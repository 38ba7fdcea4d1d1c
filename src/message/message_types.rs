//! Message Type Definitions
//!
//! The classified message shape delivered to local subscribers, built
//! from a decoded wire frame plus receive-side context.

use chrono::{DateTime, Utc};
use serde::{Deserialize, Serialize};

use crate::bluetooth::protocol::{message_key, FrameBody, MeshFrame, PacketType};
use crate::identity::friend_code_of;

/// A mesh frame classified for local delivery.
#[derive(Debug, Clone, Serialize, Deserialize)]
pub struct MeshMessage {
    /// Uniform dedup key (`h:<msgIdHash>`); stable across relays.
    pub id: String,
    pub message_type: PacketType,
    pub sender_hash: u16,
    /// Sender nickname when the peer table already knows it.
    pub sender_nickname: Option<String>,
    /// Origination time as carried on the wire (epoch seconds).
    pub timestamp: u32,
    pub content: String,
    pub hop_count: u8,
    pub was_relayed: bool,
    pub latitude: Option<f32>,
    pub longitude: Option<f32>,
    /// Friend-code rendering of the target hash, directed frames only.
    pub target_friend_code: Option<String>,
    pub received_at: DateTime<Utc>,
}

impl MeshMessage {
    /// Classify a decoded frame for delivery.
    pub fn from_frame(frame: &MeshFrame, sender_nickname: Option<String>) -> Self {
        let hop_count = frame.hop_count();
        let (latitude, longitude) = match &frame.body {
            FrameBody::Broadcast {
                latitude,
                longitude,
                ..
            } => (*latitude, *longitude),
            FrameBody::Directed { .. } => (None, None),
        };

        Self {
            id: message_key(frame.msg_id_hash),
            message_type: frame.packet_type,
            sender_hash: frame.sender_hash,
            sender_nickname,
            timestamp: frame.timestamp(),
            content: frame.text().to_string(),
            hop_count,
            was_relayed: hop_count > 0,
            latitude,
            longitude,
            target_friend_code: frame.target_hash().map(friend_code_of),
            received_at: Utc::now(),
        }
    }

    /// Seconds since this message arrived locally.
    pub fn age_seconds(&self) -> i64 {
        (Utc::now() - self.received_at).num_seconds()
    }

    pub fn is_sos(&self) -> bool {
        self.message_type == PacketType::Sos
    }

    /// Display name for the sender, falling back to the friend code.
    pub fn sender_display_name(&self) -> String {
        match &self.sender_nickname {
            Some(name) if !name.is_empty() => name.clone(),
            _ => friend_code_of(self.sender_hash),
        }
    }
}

────

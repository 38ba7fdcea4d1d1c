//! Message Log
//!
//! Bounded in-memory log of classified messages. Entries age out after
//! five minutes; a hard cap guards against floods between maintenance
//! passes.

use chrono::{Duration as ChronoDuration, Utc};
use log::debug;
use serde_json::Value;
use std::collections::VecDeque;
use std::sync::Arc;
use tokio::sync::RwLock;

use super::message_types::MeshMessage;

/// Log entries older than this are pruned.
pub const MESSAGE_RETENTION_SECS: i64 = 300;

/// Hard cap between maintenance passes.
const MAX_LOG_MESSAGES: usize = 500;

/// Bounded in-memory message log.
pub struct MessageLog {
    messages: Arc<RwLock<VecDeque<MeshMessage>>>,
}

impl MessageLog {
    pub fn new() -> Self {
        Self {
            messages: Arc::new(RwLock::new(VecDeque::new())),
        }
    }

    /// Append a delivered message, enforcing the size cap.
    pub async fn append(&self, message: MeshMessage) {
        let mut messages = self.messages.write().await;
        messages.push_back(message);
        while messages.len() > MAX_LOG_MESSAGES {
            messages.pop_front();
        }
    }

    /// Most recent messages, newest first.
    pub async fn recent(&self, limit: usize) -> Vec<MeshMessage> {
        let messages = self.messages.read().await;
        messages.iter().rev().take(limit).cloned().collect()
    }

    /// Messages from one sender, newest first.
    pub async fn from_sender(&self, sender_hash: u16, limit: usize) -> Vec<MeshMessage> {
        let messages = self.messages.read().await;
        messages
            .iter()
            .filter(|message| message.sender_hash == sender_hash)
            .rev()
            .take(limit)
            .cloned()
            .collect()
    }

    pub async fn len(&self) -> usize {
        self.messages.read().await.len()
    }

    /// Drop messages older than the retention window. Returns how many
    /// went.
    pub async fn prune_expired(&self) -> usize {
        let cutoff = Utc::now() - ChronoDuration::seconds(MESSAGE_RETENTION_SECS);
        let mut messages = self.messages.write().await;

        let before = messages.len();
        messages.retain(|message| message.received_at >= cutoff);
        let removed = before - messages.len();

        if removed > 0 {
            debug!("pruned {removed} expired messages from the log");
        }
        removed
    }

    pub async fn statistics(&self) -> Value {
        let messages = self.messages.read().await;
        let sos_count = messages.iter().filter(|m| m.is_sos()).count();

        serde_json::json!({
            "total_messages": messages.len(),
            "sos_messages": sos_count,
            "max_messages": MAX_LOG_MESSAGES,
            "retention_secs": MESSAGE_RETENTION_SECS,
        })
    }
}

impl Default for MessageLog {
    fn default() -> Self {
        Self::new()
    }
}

────

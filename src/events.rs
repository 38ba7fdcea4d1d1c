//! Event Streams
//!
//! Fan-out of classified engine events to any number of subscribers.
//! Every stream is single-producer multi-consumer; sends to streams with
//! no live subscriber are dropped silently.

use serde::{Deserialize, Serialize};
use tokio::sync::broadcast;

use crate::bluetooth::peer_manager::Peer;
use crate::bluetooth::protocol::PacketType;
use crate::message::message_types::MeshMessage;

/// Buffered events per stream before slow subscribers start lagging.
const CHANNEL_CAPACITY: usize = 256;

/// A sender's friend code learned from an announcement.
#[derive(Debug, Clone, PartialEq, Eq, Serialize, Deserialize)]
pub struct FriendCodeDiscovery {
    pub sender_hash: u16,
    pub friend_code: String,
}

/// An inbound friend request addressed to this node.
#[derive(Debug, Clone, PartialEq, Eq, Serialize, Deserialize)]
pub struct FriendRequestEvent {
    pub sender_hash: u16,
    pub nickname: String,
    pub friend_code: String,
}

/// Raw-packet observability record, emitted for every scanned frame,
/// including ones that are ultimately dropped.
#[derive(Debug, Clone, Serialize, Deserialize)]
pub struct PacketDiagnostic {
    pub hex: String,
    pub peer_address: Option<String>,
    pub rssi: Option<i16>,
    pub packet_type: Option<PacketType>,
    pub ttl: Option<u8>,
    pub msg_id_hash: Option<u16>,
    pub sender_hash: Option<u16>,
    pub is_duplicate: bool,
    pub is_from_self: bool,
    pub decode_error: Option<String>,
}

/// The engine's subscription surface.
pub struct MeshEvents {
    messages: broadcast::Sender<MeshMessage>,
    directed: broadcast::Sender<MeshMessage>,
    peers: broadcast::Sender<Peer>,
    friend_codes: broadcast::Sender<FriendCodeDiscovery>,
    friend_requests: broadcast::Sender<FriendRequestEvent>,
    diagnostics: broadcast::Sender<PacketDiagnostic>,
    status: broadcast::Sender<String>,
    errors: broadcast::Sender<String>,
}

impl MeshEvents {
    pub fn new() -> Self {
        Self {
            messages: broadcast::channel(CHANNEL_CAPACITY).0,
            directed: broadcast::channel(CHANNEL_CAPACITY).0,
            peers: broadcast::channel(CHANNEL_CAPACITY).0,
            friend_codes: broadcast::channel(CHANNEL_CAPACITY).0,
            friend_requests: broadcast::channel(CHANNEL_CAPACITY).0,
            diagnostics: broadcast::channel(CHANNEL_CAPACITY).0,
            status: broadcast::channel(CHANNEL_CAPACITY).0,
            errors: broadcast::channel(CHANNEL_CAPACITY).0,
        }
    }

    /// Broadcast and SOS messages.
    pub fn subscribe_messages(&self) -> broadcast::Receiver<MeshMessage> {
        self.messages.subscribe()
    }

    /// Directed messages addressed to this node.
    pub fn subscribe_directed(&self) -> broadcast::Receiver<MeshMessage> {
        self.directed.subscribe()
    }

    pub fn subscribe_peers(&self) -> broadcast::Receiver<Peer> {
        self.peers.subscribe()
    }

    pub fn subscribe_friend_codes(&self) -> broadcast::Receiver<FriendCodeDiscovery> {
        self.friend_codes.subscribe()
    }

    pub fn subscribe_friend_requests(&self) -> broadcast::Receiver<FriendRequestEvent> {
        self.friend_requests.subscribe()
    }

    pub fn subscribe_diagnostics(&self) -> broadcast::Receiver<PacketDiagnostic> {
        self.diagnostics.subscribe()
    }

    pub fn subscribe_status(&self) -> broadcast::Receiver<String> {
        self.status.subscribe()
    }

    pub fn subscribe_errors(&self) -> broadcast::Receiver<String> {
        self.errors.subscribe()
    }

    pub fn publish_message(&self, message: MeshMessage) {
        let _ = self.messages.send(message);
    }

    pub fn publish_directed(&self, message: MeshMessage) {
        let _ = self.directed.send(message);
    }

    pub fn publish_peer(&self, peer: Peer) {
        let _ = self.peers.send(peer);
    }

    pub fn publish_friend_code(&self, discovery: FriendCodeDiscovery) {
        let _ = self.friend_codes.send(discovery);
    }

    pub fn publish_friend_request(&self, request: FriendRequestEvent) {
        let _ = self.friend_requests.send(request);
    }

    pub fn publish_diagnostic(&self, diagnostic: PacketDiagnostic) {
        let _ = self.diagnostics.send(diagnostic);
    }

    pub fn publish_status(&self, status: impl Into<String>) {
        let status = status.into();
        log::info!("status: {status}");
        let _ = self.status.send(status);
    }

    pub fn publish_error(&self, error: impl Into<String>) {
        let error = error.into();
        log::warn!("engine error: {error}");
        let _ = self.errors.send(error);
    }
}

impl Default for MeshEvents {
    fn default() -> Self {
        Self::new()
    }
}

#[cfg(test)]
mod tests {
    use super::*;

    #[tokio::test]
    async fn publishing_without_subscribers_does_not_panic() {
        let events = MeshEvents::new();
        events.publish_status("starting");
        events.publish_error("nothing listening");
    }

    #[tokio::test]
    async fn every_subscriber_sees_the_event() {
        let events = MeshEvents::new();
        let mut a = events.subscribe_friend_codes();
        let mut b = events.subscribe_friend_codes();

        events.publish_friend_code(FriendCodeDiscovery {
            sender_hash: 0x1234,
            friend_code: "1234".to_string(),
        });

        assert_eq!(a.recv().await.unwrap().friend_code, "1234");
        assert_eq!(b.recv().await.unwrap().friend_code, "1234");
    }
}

────

Required action: All lines above from the line with "this are pruned." through the line with "while messages.len() >", both included, are to be set down exactly, with nothing else.

Exercise output:
/// Log entries older than this are pruned.
pub const MESSAGE_RETENTION_SECS: i64 = 300;

/// Hard cap between maintenance passes.
const MAX_LOG_MESSAGES: usize = 500;

/// Bounded in-memory message log.
pub struct MessageLog {
    messages: Arc<RwLock<VecDeque<MeshMessage>>>,
}

impl MessageLog {
    pub fn new() -> Self {
        Self {
            messages: Arc::new(RwLock::new(VecDeque::new())),
        }
    }

    /// Append a delivered message, enforcing the size cap.
    pub async fn append(&self, message: MeshMessage) {
        let mut messages = self.messages.write().await;
        messages.push_back(message);
        while messages.len() > MAX_LOG_MESSAGES {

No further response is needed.